[Saved entries]
▬▬▬▬▬▬
//! Hardware adapter: bridges real peripherals to domain port traits.
//!
//! Owns the four pulse channels and the lights driver, exposing them
//! through [`ActuatorPort`]. This is the only module in the system that
//! writes to actuators. On non-espidf targets, the underlying drivers use
//! cfg-gated simulation stubs.

use crate::app::actuation::{PulseWidth, PwmChannel};
use crate::app::ports::ActuatorPort;
use crate::drivers::hw_init;
use crate::drivers::lights::Lights;
use crate::drivers::pulse_channel::PulseChannel;

/// Concrete adapter that combines all actuators behind [`ActuatorPort`].
pub struct HardwareAdapter {
    lift: PulseChannel,
    winch: PulseChannel,
    drive_a: PulseChannel,
    drive_b: PulseChannel,
    lights: Lights,
}

impl HardwareAdapter {
    /// Channels must already be configured by
    /// [`hw_init::init_peripherals`] at the same frequency.
    pub fn new(pwm_frequency_hz: u32) -> Self {
        Self {
            lift: PulseChannel::new(hw_init::LEDC_CH_LIFT, pwm_frequency_hz),
            winch: PulseChannel::new(hw_init::LEDC_CH_WINCH, pwm_frequency_hz),
            drive_a: PulseChannel::new(hw_init::LEDC_CH_DRIVE_A, pwm_frequency_hz),
            drive_b: PulseChannel::new(hw_init::LEDC_CH_DRIVE_B, pwm_frequency_hz),
            lights: Lights::new(),
        }
    }

    fn channel_mut(&mut self, channel: PwmChannel) -> &mut PulseChannel {
        match channel {
            PwmChannel::Lift => &mut self.lift,
            PwmChannel::Winch => &mut self.winch,
            PwmChannel::DriveA => &mut self.drive_a,
            PwmChannel::DriveB => &mut self.drive_b,
        }
    }

    /// Last pulse width written to `channel`.
    pub fn pulse_width(&self, channel: PwmChannel) -> PulseWidth {
        match channel {
            PwmChannel::Lift => self.lift.width(),
            PwmChannel::Winch => self.winch.width(),
            PwmChannel::DriveA => self.drive_a.width(),
            PwmChannel::DriveB => self.drive_b.width(),
        }
    }

    pub fn lights_on(&self) -> bool {
        self.lights.is_on()
    }
}

// ── ActuatorPort implementation ───────────────────────────────

impl ActuatorPort for HardwareAdapter {
    fn set_pulse_width(&mut self, channel: PwmChannel, width: PulseWidth) {
        self.channel_mut(channel).set(width);
    }

    fn set_lights(&mut self, on: bool) {
        self.lights.set(on);
    }

    fn all_off(&mut self) {
        for channel in PwmChannel::ALL {
            self.channel_mut(channel).off();
        }
        self.lights.set(false);
    }
}
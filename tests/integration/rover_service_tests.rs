//! Integration tests for the bus message → RoverService → actuators
//! pipeline, including pause placement between paired motor writes.

use rovercam::app::actuation::{PulseWidth, PwmChannel};
use rovercam::app::commands::{DecodeError, DriveCommand, InboundMessage};
use rovercam::app::service::RoverService;
use rovercam::config::SystemConfig;

use crate::mock_hw::{Call, CallLog, MockDelay, MockHardware, RecordingSink, Seen};

use PwmChannel::{DriveA, DriveB, Lift, Winch};

const HIGH: PulseWidth = PulseWidth::HIGH;
const LOW: PulseWidth = PulseWidth::LOW;
const OFF: PulseWidth = PulseWidth::OFF;

struct Rig {
    service: RoverService,
    log: CallLog,
    hw: MockHardware,
    delay: MockDelay,
    sink: RecordingSink,
}

impl Rig {
    fn new() -> Self {
        let log = CallLog::new();
        Self {
            service: RoverService::new(&SystemConfig::default()),
            hw: MockHardware::new(&log),
            delay: MockDelay::new(&log),
            log,
            sink: RecordingSink::new(),
        }
    }

    fn send(&mut self, payload: &[u8]) -> Result<DriveCommand, DecodeError> {
        let msg = InboundMessage::new("nicla/test", payload).unwrap();
        self.service
            .handle_message(&msg, &mut self.hw, &mut self.delay, &mut self.sink)
    }
}

// ── Command table ─────────────────────────────────────────────

#[test]
fn start_parks_everything() {
    let mut rig = Rig::new();
    rig.service.start(&mut rig.hw, &mut rig.sink);
    assert_eq!(rig.log.calls(), vec![Call::AllOff]);
    assert_eq!(rig.sink.seen(), vec![Seen::Started]);
}

#[test]
fn forward_writes_a_high_pause_b_low() {
    let mut rig = Rig::new();
    assert_eq!(rig.send(b"1"), Ok(DriveCommand::Forward));
    assert_eq!(
        rig.log.calls(),
        vec![Call::Pulse(DriveA, HIGH), Call::Delay(100), Call::Pulse(DriveB, LOW)]
    );
}

#[test]
fn left_and_right_use_the_modifier_digit() {
    let mut rig = Rig::new();
    assert_eq!(rig.send(b"11"), Ok(DriveCommand::Left));
    assert_eq!(
        rig.log.calls(),
        vec![Call::Pulse(DriveA, LOW), Call::Delay(100), Call::Pulse(DriveB, LOW)]
    );

    rig.log.clear();
    assert_eq!(rig.send(b"21"), Ok(DriveCommand::Right));
    assert_eq!(
        rig.log.calls(),
        vec![Call::Pulse(DriveA, HIGH), Call::Delay(100), Call::Pulse(DriveB, HIGH)]
    );
}

#[test]
fn unknown_modifier_falls_back_to_forward() {
    let mut rig = Rig::new();
    for payload in [&b"31"[..], b"x1", b"91", b"01"] {
        assert_eq!(rig.send(payload), Ok(DriveCommand::Forward), "{payload:?}");
    }
}

#[test]
fn backward_writes_a_low_pause_b_high() {
    let mut rig = Rig::new();
    assert_eq!(rig.send(b"2"), Ok(DriveCommand::Backward));
    assert_eq!(
        rig.log.calls(),
        vec![Call::Pulse(DriveA, LOW), Call::Delay(100), Call::Pulse(DriveB, HIGH)]
    );
}

#[test]
fn stop_zeroes_both_drives_without_pause() {
    let mut rig = Rig::new();
    rig.send(b"0").unwrap();
    assert_eq!(rig.log.calls(), vec![Call::Pulse(DriveA, OFF), Call::Pulse(DriveB, OFF)]);
}

#[test]
fn single_channel_commands_never_pause() {
    let cases: [(&[u8], Call); 7] = [
        (b"3", Call::Pulse(Lift, LOW)),
        (b"4", Call::Pulse(Lift, HIGH)),
        (b"5", Call::Pulse(Winch, LOW)),
        (b"6", Call::Pulse(Winch, HIGH)),
        (b"7", Call::Pulse(Winch, OFF)),
        (b"8", Call::Lights(true)),
        (b"9", Call::Lights(false)),
    ];
    for (payload, expected) in cases {
        let mut rig = Rig::new();
        rig.send(payload).unwrap();
        assert_eq!(rig.log.calls(), vec![expected], "{payload:?}");
    }
}

#[test]
fn only_the_last_character_selects_the_command() {
    let mut rig = Rig::new();
    assert_eq!(rig.send(b"hello 8"), Ok(DriveCommand::LightsOn));
    assert_eq!(rig.send(b"1234"), Ok(DriveCommand::WheelsUp));
}

#[test]
fn pair_delay_follows_config() {
    let log = CallLog::new();
    let config = SystemConfig {
        pair_delay_ms: 250,
        ..SystemConfig::default()
    };
    let mut service = RoverService::new(&config);
    let msg = InboundMessage::new("nicla/test", b"2").unwrap();
    service
        .handle_message(
            &msg,
            &mut MockHardware::new(&log),
            &mut MockDelay::new(&log),
            &mut RecordingSink::new(),
        )
        .unwrap();
    assert!(log.calls().contains(&Call::Delay(250)));
}

// ── Rejections ────────────────────────────────────────────────

#[test]
fn rejected_payloads_never_touch_hardware() {
    let mut rig = Rig::new();
    assert_eq!(rig.send(b""), Err(DecodeError::Empty));
    assert_eq!(rig.send(b"go"), Err(DecodeError::NotADigit('o')));
    assert_eq!(rig.send(&[0xFF, 0xFE]), Err(DecodeError::InvalidUtf8));
    assert_eq!(rig.send(b"1\n"), Err(DecodeError::NotADigit('\n')));

    assert!(rig.log.calls().is_empty());
    assert_eq!(rig.service.rejected_count(), 4);
    assert_eq!(rig.service.applied_count(), 0);
}

#[test]
fn last_command_tracks_text_payloads_only() {
    let mut rig = Rig::new();
    rig.send(b"21").unwrap();
    assert_eq!(rig.service.last_command(), "21");

    let _ = rig.send(b"nope");
    assert_eq!(rig.service.last_command(), "nope");

    let _ = rig.send(&[0xC3, 0x28]);
    assert_eq!(rig.service.last_command(), "nope");
}

#[test]
fn events_report_text_then_command_name() {
    let mut rig = Rig::new();
    rig.send(b"11").unwrap();
    let _ = rig.send(b"?");
    assert_eq!(
        rig.sink.seen(),
        vec![
            Seen::Received("11".into()),
            Seen::Applied("LEFT"),
            Seen::Received("?".into()),
            Seen::Rejected,
        ]
    );
}
//! Frame-rate clock.
//!
//! Ticked once per delivered frame; reset when a viewer starts playing.
//! FPS is averaged over the frames since the last reset.

#[derive(Debug, Clone, Default)]
pub struct FrameClock {
    started_us: Option<u64>,
    last_us: u64,
    frames: u32,
}

impl FrameClock {
    pub fn new() -> Self {
        Self::default()
    }

    pub fn reset(&mut self) {
        *self = Self::default();
    }

    /// Record a frame boundary at `now_us`. The first tick after a reset
    /// only marks the start.
    pub fn tick(&mut self, now_us: u64) {
        match self.started_us {
            None => self.started_us = Some(now_us),
            Some(_) => self.frames = self.frames.saturating_add(1),
        }
        self.last_us = now_us;
    }

    /// Frames counted since the last reset (excluding the start mark).
    pub fn frames(&self) -> u32 {
        self.frames
    }

    /// Average frames per second, `0.0` until two ticks have been seen.
    pub fn fps(&self) -> f32 {
        let Some(start) = self.started_us else {
            return 0.0;
        };
        let elapsed_us = self.last_us.saturating_sub(start);
        if elapsed_us == 0 {
            return 0.0;
        }
        self.frames as f32 * 1_000_000.0 / elapsed_us as f32
    }
}
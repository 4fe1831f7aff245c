//! Stream server adapter: implements [`StreamServer`].
//!
//! Frames are served as MJPEG (`multipart/x-mixed-replace`) on one path.
//! Each viewer connection is one session:
//!
//! ```text
//! connect ──▶ Setup ──▶ Play ──▶ next_frame … ──▶ Teardown
//!                                  (write error or frame error)
//! ```
//!
//! Viewers pause locally, so `Pause` is never raised.

use heapless::String;

use crate::app::events::{SessionEvent, SessionKind};
use crate::app::ports::{FrameHandler, StreamServer};
use crate::error::Error;

pub const BOUNDARY: &str = "123456789000000000000987654321";
pub const CONTENT_TYPE: &str =
    "multipart/x-mixed-replace; boundary=123456789000000000000987654321";

/// Multipart header preceding one JPEG of `len` bytes.
pub fn part_header(len: usize) -> std::string::String {
    format!("\r\n--{BOUNDARY}\r\nContent-Type: image/jpeg\r\nContent-Length: {len}\r\n\r\n")
}

/// Drive one viewer session against `handler`, writing every part through
/// `write`. Returns the number of frames delivered.
fn run_session<H, W>(handler: &mut H, path: &str, session: u32, mut write: W) -> u32
where
    H: FrameHandler,
    W: FnMut(&[u8]) -> bool,
{
    handler.on_session(&SessionEvent::new(SessionKind::Setup, path, session));
    handler.on_session(&SessionEvent::new(SessionKind::Play, path, session));

    let mut delivered = 0u32;
    while let Ok(frame) = handler.next_frame(path, session) {
        let frame = frame.as_ref();
        if !write(part_header(frame.len()).as_bytes()) || !write(frame) {
            break;
        }
        delivered += 1;
    }

    handler.on_session(&SessionEvent::new(SessionKind::Teardown, path, session));
    delivered
}

// ───────────────────────────────────────────────────────────────
// ESP-IDF HTTP server
// ───────────────────────────────────────────────────────────────

#[cfg(target_os = "espidf")]
pub use device::MjpegServer;

#[cfg(target_os = "espidf")]
mod device {
    use std::sync::atomic::{AtomicU32, Ordering};
    use std::sync::{Arc, Mutex};

    use esp_idf_svc::hal::delay::FreeRtos;
    use esp_idf_svc::http::Method;
    use esp_idf_svc::http::server::{Configuration, EspHttpServer};
    use esp_idf_svc::io::Write;
    use heapless::String;
    use log::info;

    use super::{CONTENT_TYPE, run_session};
    use crate::app::ports::{FrameHandler, StreamServer};
    use crate::error::{CommsError, Error};

    pub struct MjpegServer {
        path: String<32>,
        server: Option<EspHttpServer<'static>>,
    }

    impl MjpegServer {
        pub fn new(path: &str) -> Self {
            let mut p = String::new();
            let _ = p.push_str(path);
            Self { path: p, server: None }
        }
    }

    impl StreamServer for MjpegServer {
        fn stream<H>(&mut self, handler: H) -> Result<(), Error>
        where
            H: FrameHandler + Send + 'static,
        {
            let mut server = EspHttpServer::new(&Configuration::default())
                .map_err(|e| CommsError::StreamServer(e.code()))?;

            let handler = Arc::new(Mutex::new(handler));
            let sessions = AtomicU32::new(1);
            let path = self.path.clone();

            server
                .fn_handler(self.path.as_str(), Method::Get, move |request| {
                    let session = sessions.fetch_add(1, Ordering::Relaxed);
                    let mut response =
                        request.into_response(200, Some("OK"), &[("Content-Type", CONTENT_TYPE)])?;
                    // One viewer at a time drives the frame loop.
                    let mut handler = handler
                        .lock()
                        .map_err(|_| anyhow::anyhow!("frame handler poisoned"))?;
                    let frames = run_session(&mut *handler, path.as_str(), session, |bytes| {
                        response.write_all(bytes).is_ok()
                    });
                    info!("Stream: session {} ended after {} frames", session, frames);
                    Ok::<(), anyhow::Error>(())
                })
                .map_err(|e| CommsError::StreamServer(e.code()))?;

            info!("Stream: serving MJPEG on \"{}\"", self.path);
            self.server = Some(server);

            // Frames are produced on the httpd task; this thread only parks.
            loop {
                FreeRtos::delay_ms(1000);
            }
        }
    }
}

// ───────────────────────────────────────────────────────────────
// Simulation
// ───────────────────────────────────────────────────────────────

/// What one simulated viewer received.
#[derive(Debug, Clone, Copy, PartialEq, Eq)]
pub struct SessionReport {
    pub session: u32,
    pub frames: u32,
    pub bytes: usize,
}

/// Host stand-in: runs `sessions` back-to-back viewers, each of which
/// disconnects after `frames_per_session` frames (or earlier on a frame
/// error), then returns.
pub struct SimStreamServer {
    path: String<32>,
    sessions: u32,
    frames_per_session: u32,
    reports: std::vec::Vec<SessionReport>,
}

impl SimStreamServer {
    pub fn new(path: &str, sessions: u32, frames_per_session: u32) -> Self {
        let mut p = String::new();
        let _ = p.push_str(path);
        Self {
            path: p,
            sessions,
            frames_per_session,
            reports: std::vec::Vec::new(),
        }
    }

    pub fn reports(&self) -> &[SessionReport] {
        &self.reports
    }
}

impl StreamServer for SimStreamServer {
    fn stream<H>(&mut self, mut handler: H) -> Result<(), Error>
    where
        H: FrameHandler + Send + 'static,
    {
        for session in 1..=self.sessions {
            let mut budget = self.frames_per_session;
            let mut bytes = 0usize;
            let mut in_part = false;
            let frames = run_session(&mut handler, self.path.as_str(), session, |chunk| {
                // Header and body alternate; the viewer hangs up before
                // the header of the frame past its budget.
                if !in_part {
                    if budget == 0 {
                        return false;
                    }
                    budget -= 1;
                }
                in_part = !in_part;
                bytes += chunk.len();
                true
            });
            self.reports.push(SessionReport {
                session,
                frames,
                bytes,
            });
        }
        Ok(())
    }
}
▬▬▬▬▬▬
> What is needed
Quote every line of the records above, from the first down to the one holding "cfg-gated simulation stubs.", exactly as written.

> Written reply
//! Hardware adapter: bridges real peripherals to domain port traits.
//!
//! Owns the four pulse channels and the lights driver, exposing them
//! through [`ActuatorPort`]. This is the only module in the system that
//! writes to actuators. On non-espidf targets, the underlying drivers use
//! cfg-gated simulation stubs.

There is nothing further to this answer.